Selama ini pasar konvesional baik itu pasar rakyat, pusat perbelanjaan modern dan pasar UMKM konvesional menempatkan pasar dua segmentasi, yakni: high-end market dan low- end market.
Pasar rakyat diidentikan dengan segmentasi low-end, tercirikan biaya transaksi rendah- manfaat rendah dan pusat perbelanjaan modern tercirikan biaya transaksi tinggi-manfaat tinggi.
Munculnya, pasar digital menggerus pangsa pasar dua segmentasi ini, pada akhirnya, pasar digital terus berkembang secara ekspansional.
Sebagai bukti empiris bagaimana pasar digital mendistrupsi pasar konvesional, dapat dilihat bagaimana inovasi pelayanan perusahaan jasa transportasi online seperti Uber, Grab, Gojek menggerus pasar konvensional jasa transportasi seperti ojek pengkolan di segmentasi low-end market dan taxi berbasis argomenter konvesional pada segmentasi high-end market.

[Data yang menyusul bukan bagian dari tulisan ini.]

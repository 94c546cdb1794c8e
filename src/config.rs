// Configuration for the pleading analyzer
use serde::{Deserialize, Serialize};
use std::env;
use std::fs;
use std::path::{Path, PathBuf};

use crate::types::{AnalyzerError, Result};

// Diagnostics settings
pub const MAX_DEBUG_LOGS: usize = 1000;

// Shown whenever no text could be recovered from an upload
pub const USER_ERROR_MESSAGE: &str =
    "Could not extract text from file. Ensure it is not a scanned image.";

pub const CONFIG_PATH_ENV: &str = "PLEADING_ANALYZER_CONFIG";
pub const MODEL_DIR_ENV: &str = "PLEADING_NER_MODEL_DIR";

#[derive(Debug, Clone, Default, Deserialize, Serialize)]
pub struct AnalyzerConfig {
    #[serde(default)]
    pub ocr: OcrConfig,
    #[serde(default)]
    pub limits: LimitsConfig,
    #[serde(default)]
    pub ner: NerConfig,
    #[serde(default)]
    pub output: OutputConfig,
}

#[derive(Debug, Clone, Deserialize, Serialize)]
pub struct OcrConfig {
    #[serde(default = "default_dpi")]
    pub dpi: u32,
    #[serde(default = "default_ocr_timeout")]
    pub timeout_secs: u64,
    #[serde(default = "default_language")]
    pub language: String,
    #[serde(default = "default_true")]
    pub grayscale: bool,
    #[serde(default = "default_pdftoppm")]
    pub pdftoppm_bin: String,
    #[serde(default = "default_tesseract")]
    pub tesseract_bin: String,
    /// Parent of the per-page scratch dirs; system temp dir when unset
    #[serde(default)]
    pub scratch_dir: Option<PathBuf>,
}

#[derive(Debug, Clone, Deserialize, Serialize)]
pub struct LimitsConfig {
    #[serde(default = "default_max_pages")]
    pub max_pages: usize,
    #[serde(default = "default_max_upload_bytes")]
    pub max_upload_bytes: u64,
    /// Ceiling on the decompressed `word/document.xml` of a DOCX
    #[serde(default = "default_max_docx_xml_bytes")]
    pub max_docx_xml_bytes: u64,
}

#[derive(Debug, Clone, Deserialize, Serialize)]
pub struct NerConfig {
    #[serde(default = "default_model_dir")]
    pub model_dir: PathBuf,
    #[serde(default = "default_max_tokens")]
    pub max_tokens: usize,
    #[serde(default = "default_intra_threads")]
    pub intra_threads: usize,
    #[serde(default = "default_max_chunk_bytes")]
    pub max_chunk_bytes: usize,
}

#[derive(Debug, Clone, Deserialize, Serialize)]
pub struct OutputConfig {
    #[serde(default = "default_csv_name")]
    pub csv_name: String,
    #[serde(default = "default_json_name")]
    pub json_name: String,
}

fn default_true() -> bool {
    true
}

fn default_dpi() -> u32 {
    300
}

fn default_ocr_timeout() -> u64 {
    60
}

fn default_language() -> String {
    "eng".to_string()
}

fn default_pdftoppm() -> String {
    "pdftoppm".to_string()
}

fn default_tesseract() -> String {
    "tesseract".to_string()
}

fn default_max_pages() -> usize {
    500
}

fn default_max_upload_bytes() -> u64 {
    50 * 1024 * 1024
}

fn default_max_docx_xml_bytes() -> u64 {
    256 * 1024 * 1024
}

fn default_model_dir() -> PathBuf {
    PathBuf::from("models/ner")
}

fn default_max_tokens() -> usize {
    512
}

fn default_intra_threads() -> usize {
    4
}

fn default_max_chunk_bytes() -> usize {
    100_000
}

fn default_csv_name() -> String {
    "extracted_info.csv".to_string()
}

fn default_json_name() -> String {
    "extracted_info.json".to_string()
}

impl Default for OcrConfig {
    fn default() -> Self {
        Self {
            dpi: default_dpi(),
            timeout_secs: default_ocr_timeout(),
            language: default_language(),
            grayscale: true,
            pdftoppm_bin: default_pdftoppm(),
            tesseract_bin: default_tesseract(),
            scratch_dir: None,
        }
    }
}

impl Default for LimitsConfig {
    fn default() -> Self {
        Self {
            max_pages: default_max_pages(),
            max_upload_bytes: default_max_upload_bytes(),
            max_docx_xml_bytes: default_max_docx_xml_bytes(),
        }
    }
}

impl Default for NerConfig {
    fn default() -> Self {
        Self {
            model_dir: default_model_dir(),
            max_tokens: default_max_tokens(),
            intra_threads: default_intra_threads(),
            max_chunk_bytes: default_max_chunk_bytes(),
        }
    }
}

impl Default for OutputConfig {
    fn default() -> Self {
        Self {
            csv_name: default_csv_name(),
            json_name: default_json_name(),
        }
    }
}

impl NerConfig {
    pub fn model_path(&self) -> PathBuf {
        self.model_dir.join("model.onnx")
    }

    pub fn tokenizer_path(&self) -> PathBuf {
        self.model_dir.join("tokenizer.json")
    }

    pub fn labels_path(&self) -> PathBuf {
        self.model_dir.join("config.json")
    }
}

impl AnalyzerConfig {
    /// Load configuration from an explicit path, the `PLEADING_ANALYZER_CONFIG`
    /// file, or built-in defaults, in that order. `PLEADING_NER_MODEL_DIR`
    /// overrides the model directory last.
    pub fn load(path: Option<&Path>) -> Result<Self> {
        let mut config = match path {
            Some(p) => Self::from_file(p)?,
            None => match env::var(CONFIG_PATH_ENV) {
                Ok(p) if !p.trim().is_empty() => Self::from_file(Path::new(&p))?,
                _ => Self::default(),
            },
        };

        if let Ok(dir) = env::var(MODEL_DIR_ENV) {
            if !dir.trim().is_empty() {
                config.ner.model_dir = PathBuf::from(dir);
            }
        }

        config.validate()?;
        Ok(config)
    }

    pub fn from_file(path: &Path) -> Result<Self> {
        let raw = fs::read_to_string(path).map_err(|e| {
            AnalyzerError::Config(format!("cannot read {}: {}", path.display(), e))
        })?;
        Self::from_toml_str(&raw)
    }

    pub fn from_toml_str(raw: &str) -> Result<Self> {
        toml::from_str(raw).map_err(|e| AnalyzerError::Config(e.to_string()))
    }

    fn validate(&self) -> Result<()> {
        if self.ocr.dpi == 0 {
            return Err(AnalyzerError::Config("ocr.dpi must be positive".into()));
        }
        if self.ocr.timeout_secs == 0 {
            return Err(AnalyzerError::Config("ocr.timeout_secs must be positive".into()));
        }
        if self.limits.max_upload_bytes == 0 || self.limits.max_docx_xml_bytes == 0 {
            return Err(AnalyzerError::Config("limits byte ceilings must be positive".into()));
        }
        if self.limits.max_pages == 0 {
            return Err(AnalyzerError::Config("limits.max_pages must be positive".into()));
        }
        // CLS + SEP leave no room below this
        if self.ner.max_tokens < 8 {
            return Err(AnalyzerError::Config("ner.max_tokens must be at least 8".into()));
        }
        Ok(())
    }
}

#[cfg(test)]
mod tests {
    use super::*;

    #[test]
    fn test_defaults() {
        let config = AnalyzerConfig::default();
        assert_eq!(config.ocr.dpi, 300);
        assert_eq!(config.output.csv_name, "extracted_info.csv");
        assert_eq!(config.output.json_name, "extracted_info.json");
        assert_eq!(config.ner.model_path(), PathBuf::from("models/ner/model.onnx"));
    }

    #[test]
    fn test_partial_toml_keeps_defaults() {
        let config = AnalyzerConfig::from_toml_str(
            "[ocr]\ndpi = 150\n\n[limits]\nmax_pages = 3\n",
        )
        .unwrap();
        assert_eq!(config.ocr.dpi, 150);
        assert_eq!(config.ocr.language, "eng");
        assert_eq!(config.limits.max_pages, 3);
        assert_eq!(config.ner.max_tokens, 512);
    }

    #[test]
    fn test_invalid_values_rejected() {
        let config = AnalyzerConfig::from_toml_str("[limits]\nmax_pages = 0\n").unwrap();
        assert!(config.validate().is_err());
        assert!(AnalyzerConfig::from_toml_str("[ocr]\ndpi = \"high\"\n").is_err());
    }

    #[test]
    fn test_missing_file_is_config_error() {
        let err = AnalyzerConfig::load(Some(Path::new("/nonexistent/analyzer.toml"))).unwrap_err();
        assert!(matches!(err, AnalyzerError::Config(_)));
    }
}
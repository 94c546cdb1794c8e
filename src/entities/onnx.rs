// Token-classification NER on ONNX Runtime (BERT-style BIO tagging)
use ndarray::ArrayView2;
use ort::{
    init,
    inputs,
    session::builder::GraphOptimizationLevel,
    session::Session,
    value::Value,
};
use serde::Deserialize;
use std::collections::HashMap;
use std::fmt::Display;
use std::fs;
use std::sync::Mutex;
use tokenizers::Tokenizer;

use super::{EntitySpan, NerBackend};
use crate::config::NerConfig;
use crate::types::{AnalyzerError, Result};
use crate::debug_log;

fn model_err(e: impl Display) -> AnalyzerError {
    AnalyzerError::Model(e.to_string())
}

/// The `id2label` table from a HuggingFace model `config.json`
#[derive(Debug, Deserialize)]
struct ModelLabels {
    id2label: HashMap<String, String>,
}

fn parse_labels(raw: &str) -> Result<Vec<String>> {
    let parsed: ModelLabels = serde_json::from_str(raw)?;
    let mut labels = vec![String::from("O"); parsed.id2label.len()];
    for (id, label) in parsed.id2label {
        let index: usize = id
            .parse()
            .map_err(|_| model_err(format!("non-numeric label id {:?}", id)))?;
        let slot = labels
            .get_mut(index)
            .ok_or_else(|| model_err(format!("label id {} out of range", index)))?;
        *slot = label;
    }
    Ok(labels)
}

pub struct OnnxNerBackend {
    // `Session::run` needs exclusive access
    session: Mutex<Session>,
    tokenizer: Tokenizer,
    labels: Vec<String>,
    cls_id: i64,
    sep_id: i64,
    max_tokens: usize,
    max_chunk_bytes: usize,
    needs_token_type_ids: bool,
}

impl OnnxNerBackend {
    pub fn load(config: &NerConfig) -> Result<Self> {
        let model_path = config.model_path();
        if !model_path.exists() {
            return Err(model_err(format!("{} not found", model_path.display())));
        }

        let labels = parse_labels(&fs::read_to_string(config.labels_path())?)?;

        let mut tokenizer = Tokenizer::from_file(config.tokenizer_path()).map_err(model_err)?;
        // Windowing is done here, not by the tokenizer
        tokenizer.with_truncation(None).map_err(model_err)?;
        tokenizer.with_padding(None);

        let special = |names: [&str; 2]| {
            names
                .iter()
                .find_map(|name| tokenizer.token_to_id(name))
                .map(i64::from)
                .ok_or_else(|| model_err(format!("tokenizer has none of {:?}", names)))
        };
        let cls_id = special(["[CLS]", "<s>"])?;
        let sep_id = special(["[SEP]", "</s>"])?;

        let _ = init();
        let session = Session::builder()
            .map_err(model_err)?
            .with_optimization_level(GraphOptimizationLevel::Level3)
            .map_err(model_err)?
            .with_intra_threads(config.intra_threads)
            .map_err(model_err)?
            .commit_from_file(&model_path)
            .map_err(model_err)?;

        let needs_token_type_ids =
            session.inputs.iter().any(|input| input.name == "token_type_ids");
        debug_log!(
            "NER model loaded: {} labels, {} inputs",
            labels.len(),
            session.inputs.len()
        );

        Ok(Self {
            session: Mutex::new(session),
            tokenizer,
            labels,
            cls_id,
            sep_id,
            max_tokens: config.max_tokens,
            max_chunk_bytes: config.max_chunk_bytes,
            needs_token_type_ids,
        })
    }

    /// Label per token of `window` (CLS/SEP are added and stripped here)
    fn classify_window(&self, session: &mut Session, window: &[u32]) -> Result<Vec<String>> {
        let ids: Vec<i64> = std::iter::once(self.cls_id)
            .chain(window.iter().map(|&id| i64::from(id)))
            .chain(std::iter::once(self.sep_id))
            .collect();
        let len = ids.len();

        let tensor = |data: Vec<i64>| {
            Value::from_array(([1_usize, len], data.into_boxed_slice())).map_err(model_err)
        };
        let input_ids = tensor(ids)?;
        let attention_mask = tensor(vec![1; len])?;

        let outputs = if self.needs_token_type_ids {
            let token_type_ids = tensor(vec![0; len])?;
            session.run(inputs![
                "input_ids" => input_ids,
                "attention_mask" => attention_mask,
                "token_type_ids" => token_type_ids
            ])
        } else {
            session.run(inputs![
                "input_ids" => input_ids,
                "attention_mask" => attention_mask
            ])
        }
        .map_err(model_err)?;

        let (shape, logits) = outputs[0].try_extract_tensor::<f32>().map_err(model_err)?;
        if shape.len() != 3 || shape[1] as usize != len {
            return Err(model_err(format!("unexpected logits shape {:?}", shape)));
        }
        let view = ArrayView2::from_shape((len, shape[2] as usize), logits).map_err(model_err)?;

        Ok(view
            .rows()
            .into_iter()
            .skip(1)
            .take(window.len())
            .map(|row| {
                let best = row
                    .iter()
                    .enumerate()
                    .fold((0, f32::MIN), |acc, (i, &v)| if v > acc.1 { (i, v) } else { acc })
                    .0;
                self.labels.get(best).cloned().unwrap_or_else(|| "O".to_string())
            })
            .collect())
    }
}

impl NerBackend for OnnxNerBackend {
    fn backend_id(&self) -> &str {
        "onnx"
    }

    fn max_chunk_bytes(&self) -> usize {
        self.max_chunk_bytes
    }

    fn recognize(&self, text: &str) -> Result<Vec<EntitySpan>> {
        let encoding = self.tokenizer.encode(text, false).map_err(model_err)?;
        let ids = encoding.get_ids();
        let window = self.max_tokens.saturating_sub(2).max(1);

        let mut session = self
            .session
            .lock()
            .map_err(|_| model_err("NER session lock poisoned"))?;

        let mut token_labels = Vec::with_capacity(ids.len());
        for chunk in ids.chunks(window) {
            token_labels.extend(self.classify_window(&mut session, chunk)?);
        }

        Ok(decode_bio(text, encoding.get_offsets(), &token_labels))
    }
}

fn split_label(label: &str) -> Option<(char, &str)> {
    if label == "O" || label.is_empty() {
        return None;
    }
    match label.split_once('-') {
        Some(("B", kind)) => Some(('B', kind)),
        Some(("I", kind)) => Some(('I', kind)),
        _ => Some(('I', label)),
    }
}

/// Merge BIO-tagged tokens into spans. A `B-` token that starts exactly
/// where the previous token ended is a word piece and extends the span.
pub(crate) fn decode_bio(
    text: &str,
    offsets: &[(usize, usize)],
    labels: &[String],
) -> Vec<EntitySpan> {
    let mut spans = Vec::new();
    let mut current: Option<(String, usize, usize)> = None;

    let flush = |current: &mut Option<(String, usize, usize)>, spans: &mut Vec<EntitySpan>| {
        if let Some((label, start, end)) = current.take() {
            if let Some(slice) = text.get(start..end) {
                let trimmed = slice.trim();
                if !trimmed.is_empty() {
                    spans.push(EntitySpan {
                        label,
                        text: trimmed.to_string(),
                        start,
                        end,
                    });
                }
            }
        }
    };

    for (&(start, end), label) in offsets.iter().zip(labels) {
        if start == end {
            continue;
        }
        match split_label(label) {
            None => flush(&mut current, &mut spans),
            Some((prefix, kind)) => {
                let continues = match &current {
                    Some((open, _, prev_end)) => {
                        open == kind && (prefix == 'I' || start == *prev_end)
                    }
                    None => false,
                };
                if continues {
                    if let Some(open) = current.as_mut() {
                        open.2 = end;
                    }
                } else {
                    flush(&mut current, &mut spans);
                    current = Some((kind.to_string(), start, end));
                }
            }
        }
    }
    flush(&mut current, &mut spans);

    spans
}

Konsumen jasa transportasi ramai-ramai memilih jasa transportasi daring untuk menunjang moblitasnya.
Pertimbangannya seorang konsumen dapat memesan jasa layanan transportasi di manapun, kapanpun dengan biaya relatif lebih murah.
Sementara penyedia jasa tidak mesti menanggung biaya operasional jasa transportasi dan mendapat manfaat lebih karena jangkau pasarnya makin luas (market share).
Belajar dari pengalaman itu, ada semacam kesimpulan sementara dalam memori kolektif publik yang menyatakan disrupsi teknologi digital tidak hanya membelah sistem pasar, tapi juga membenturkannya.
Wajar jika ada kekhawatiran transformasi digital sektor perdagangan seperti pasar rakyat dan UMKM akan merusak pangsa pasar konvensional.
Namun, pemikiran seperti itu tidak salah, meski tidak selalu benar. Karena pada akhirnya, baik konsumen maupun perusahaan akan menyadari, ada hal-hal yang tidak dapat dipenuhi oleh pasar digital.
Pasar digital tidak bisa menghadirkan “human touch” dan “human experience” dalam berbelanja.
Sebagai contoh, segelas kopi yang Anda beli di coffeshop dengan harga jauh lebih murah dan Anda minum di rumah, akan berbeda pengalamannya ketika kopi itu Anda nikmati di coffeshop langsung, meskipun Anda akan membayar sedikit lebih mahal.
Di pasar rakyat digital, kita bisa jadi mendapatkan barang yang kita pesan tiba didepan pintu dengan harga yang lebih terjangkau.
Namun kita kehilangan kesempatan untuk mendapatkan keramahan dan pemenuhan kebutuhan interaksi sosial (human touch).